The required output is all lines below that contain the word "sweeper".

[Stored data entries]
◆ ◆ ◆

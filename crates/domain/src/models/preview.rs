//! Paged file preview models.

use std::collections::HashMap;

use serde::{Deserialize, Serialize};
use validator::Validate;

use shared::pagination::DEFAULT_PAGE_SIZE;

/// Query parameters for the preview endpoint.
#[derive(Debug, Clone, Copy, Deserialize, Validate)]
pub struct PreviewQuery {
    #[serde(default = "default_page")]
    #[validate(range(min = 1, message = "Page must be at least 1"))]
    pub page: usize,

    #[serde(default = "default_page_size")]
    #[validate(range(min = 1, max = 1_000, message = "Page size must be between 1 and 1000"))]
    pub page_size: usize,
}

fn default_page() -> usize {
    1
}

fn default_page_size() -> usize {
    DEFAULT_PAGE_SIZE
}

/// One page of a stored CSV, with pagination metadata.
///
/// Rows are objects keyed by column name so the shape survives the
/// union-of-columns output of enrichment unchanged.
#[derive(Debug, Clone, Serialize)]
pub struct FilePreview {
    pub columns: Vec<String>,
    pub rows: Vec<HashMap<String, String>>,
    pub row_count: usize,
    pub current_page: usize,
    pub page_size: usize,
    pub total_pages: usize,
    pub can_load_all: bool,
}

#[cfg(test)]
mod tests {
    use super::*;
    use shared::pagination::MAX_PAGE_SIZE;

    #[test]
    fn test_query_defaults() {
        let query: PreviewQuery = serde_json::from_str("{}").unwrap();
        assert_eq!(query.page, 1);
        assert_eq!(query.page_size, DEFAULT_PAGE_SIZE);
    }

    #[test]
    fn test_query_rejects_page_zero() {
        let query = PreviewQuery {
            page: 0,
            page_size: 100,
        };
        assert!(query.validate().is_err());
    }

    #[test]
    fn test_query_rejects_oversized_page() {
        let query = PreviewQuery {
            page: 1,
            page_size: MAX_PAGE_SIZE + 1,
        };
        assert!(query.validate().is_err());
    }

    #[test]
    fn test_query_accepts_bounds() {
        let query = PreviewQuery {
            page: 1,
            page_size: MAX_PAGE_SIZE,
        };
        assert!(query.validate().is_ok());
    }
}
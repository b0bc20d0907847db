use axum::{
    http::StatusCode,
    response::{IntoResponse, Response},
    Json,
};
use serde::Serialize;
use thiserror::Error;

#[derive(Debug, Error)]
pub enum ApiError {
    #[error("Not found: {0}")]
    NotFound(String),

    #[error("Conflict: {0}")]
    Conflict(String),

    #[error("Validation error: {0}")]
    Validation(String),

    #[error("Payload too large: {0}")]
    PayloadTooLarge(String),

    #[error("Internal error: {0}")]
    Internal(String),

    #[error("Service unavailable: {0}")]
    ServiceUnavailable(String),
}

#[derive(Debug, Serialize)]
struct ErrorBody {
    error: String,
    message: String,
}

impl IntoResponse for ApiError {
    fn into_response(self) -> Response {
        let (status, error_code, message) = match &self {
            ApiError::NotFound(msg) => (StatusCode::NOT_FOUND, "not_found", msg.clone()),
            ApiError::Conflict(msg) => (StatusCode::CONFLICT, "conflict", msg.clone()),
            ApiError::Validation(msg) => (StatusCode::BAD_REQUEST, "validation_error", msg.clone()),
            ApiError::PayloadTooLarge(msg) => (
                StatusCode::PAYLOAD_TOO_LARGE,
                "payload_too_large",
                msg.clone(),
            ),
            ApiError::Internal(msg) => {
                tracing::error!("Internal error: {}", msg);
                (
                    StatusCode::INTERNAL_SERVER_ERROR,
                    "internal_error",
                    "An internal error occurred".into(),
                )
            }
            ApiError::ServiceUnavailable(msg) => (
                StatusCode::SERVICE_UNAVAILABLE,
                "service_unavailable",
                msg.clone(),
            ),
        };

        let body = ErrorBody {
            error: error_code.into(),
            message,
        };

        (status, Json(body)).into_response()
    }
}

impl From<sqlx::Error> for ApiError {
    fn from(err: sqlx::Error) -> Self {
        match err {
            sqlx::Error::RowNotFound => ApiError::NotFound("Resource not found".into()),
            sqlx::Error::Database(db_err) => {
                if let Some(code) = db_err.code() {
                    match code.as_ref() {
                        "23505" => ApiError::Conflict("Resource already exists".into()),
                        "23503" => ApiError::NotFound("Referenced resource not found".into()),
                        _ => ApiError::Internal(format!("Database error: {}", db_err)),
                    }
                } else {
                    ApiError::Internal(format!("Database error: {}", db_err))
                }
            }
            _ => ApiError::Internal(format!("Database error: {}", err)),
        }
    }
}

impl From<validator::ValidationErrors> for ApiError {
    fn from(errors: validator::ValidationErrors) -> Self {
        let messages: Vec<String> = errors
            .field_errors()
            .iter()
            .flat_map(|(field, errors)| {
                errors.iter().map(move |e| {
                    let message = e
                        .message
                        .clone()
                        .map(|m| m.to_string())
                        .unwrap_or_else(|| "invalid value".to_string());
                    format!("{field}: {message}")
                })
            })
            .collect();

        ApiError::Validation(messages.join(", "))
    }
}
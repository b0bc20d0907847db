//! Background job infrastructure: tracker, worker pool, retention sweeper.

pub mod pool;
pub mod sweeper;
pub mod tracker;

pub use pool::{JobSubmitter, SubmitError, WorkerPool};
pub use sweeper::spawn_retention_sweeper;
pub use tracker::JobTracker;
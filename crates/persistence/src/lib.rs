//! Persistence layer for the Tabfuse backend.
//!
//! This crate contains:
//! - Database connection management
//! - Entity definitions (database row mappings)
//! - Repository implementations

pub mod db;
pub mod entities;
pub mod metrics;
pub mod repositories;
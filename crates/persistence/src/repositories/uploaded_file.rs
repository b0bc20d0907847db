//! Uploaded-file repository for database operations.

use sqlx::PgPool;

use crate::entities::UploadedFileEntity;
use crate::metrics::QueryTimer;

/// Parameters for inserting a catalog row.
#[derive(Debug, Clone)]
pub struct NewUploadedFile {
    pub original_name: String,
    pub storage_path: String,
    pub file_size: i64,
    pub columns: Option<Vec<String>>,
    pub is_enriched: bool,
    pub parent_file_id: Option<i64>,
}

/// Repository for uploaded-file catalog operations.
#[derive(Clone)]
pub struct UploadedFileRepository {
    pool: PgPool,
}

impl UploadedFileRepository {
    /// Creates a new repository with the given connection pool.
    pub fn new(pool: PgPool) -> Self {
        Self { pool }
    }

    /// Insert a new file row and return it.
    pub async fn create(&self, file: NewUploadedFile) -> Result<UploadedFileEntity, sqlx::Error> {
        let timer = QueryTimer::new("create_uploaded_file");
        let result = sqlx::query_as::<_, UploadedFileEntity>(
            r#"
            INSERT INTO uploaded_files
                (original_name, storage_path, file_size, columns, is_enriched, parent_file_id)
            VALUES ($1, $2, $3, $4, $5, $6)
            RETURNING *
            "#,
        )
        .bind(&file.original_name)
        .bind(&file.storage_path)
        .bind(file.file_size)
        .bind(&file.columns)
        .bind(file.is_enriched)
        .bind(file.parent_file_id)
        .fetch_one(&self.pool)
        .await;
        timer.record();
        result
    }

    /// Find a file by its catalog id.
    pub async fn find_by_id(&self, id: i64) -> Result<Option<UploadedFileEntity>, sqlx::Error> {
        let timer = QueryTimer::new("find_file_by_id");
        let result = sqlx::query_as::<_, UploadedFileEntity>(
            r#"
            SELECT * FROM uploaded_files WHERE id = $1
            "#,
        )
        .bind(id)
        .fetch_optional(&self.pool)
        .await;
        timer.record();
        result
    }

    /// List every file in the catalog, newest first.
    pub async fn list_all(&self) -> Result<Vec<UploadedFileEntity>, sqlx::Error> {
        let timer = QueryTimer::new("list_files");
        let result = sqlx::query_as::<_, UploadedFileEntity>(
            r#"
            SELECT * FROM uploaded_files ORDER BY created_at DESC, id DESC
            "#,
        )
        .fetch_all(&self.pool)
        .await;
        timer.record();
        result
    }

    /// Whether a file with this display name already exists.
    pub async fn exists_by_name(&self, name: &str) -> Result<bool, sqlx::Error> {
        let timer = QueryTimer::new("file_exists_by_name");
        let count: (i64,) = sqlx::query_as(
            r#"
            SELECT COUNT(*) FROM uploaded_files WHERE original_name = $1
            "#,
        )
        .bind(name)
        .fetch_one(&self.pool)
        .await?;
        timer.record();
        Ok(count.0 > 0)
    }

    /// Delete a file row. Returns the number of rows removed.
    pub async fn delete(&self, id: i64) -> Result<u64, sqlx::Error> {
        let timer = QueryTimer::new("delete_file");
        let result = sqlx::query(
            r#"
            DELETE FROM uploaded_files WHERE id = $1
            "#,
        )
        .bind(id)
        .execute(&self.pool)
        .await?;
        timer.record();
        Ok(result.rows_affected())
    }
}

◆ ◆ ◆

> **TASK SOLUTION**:
//! Background job infrastructure: tracker, worker pool, retention sweeper.
pub mod sweeper;
pub use sweeper::spawn_retention_sweeper;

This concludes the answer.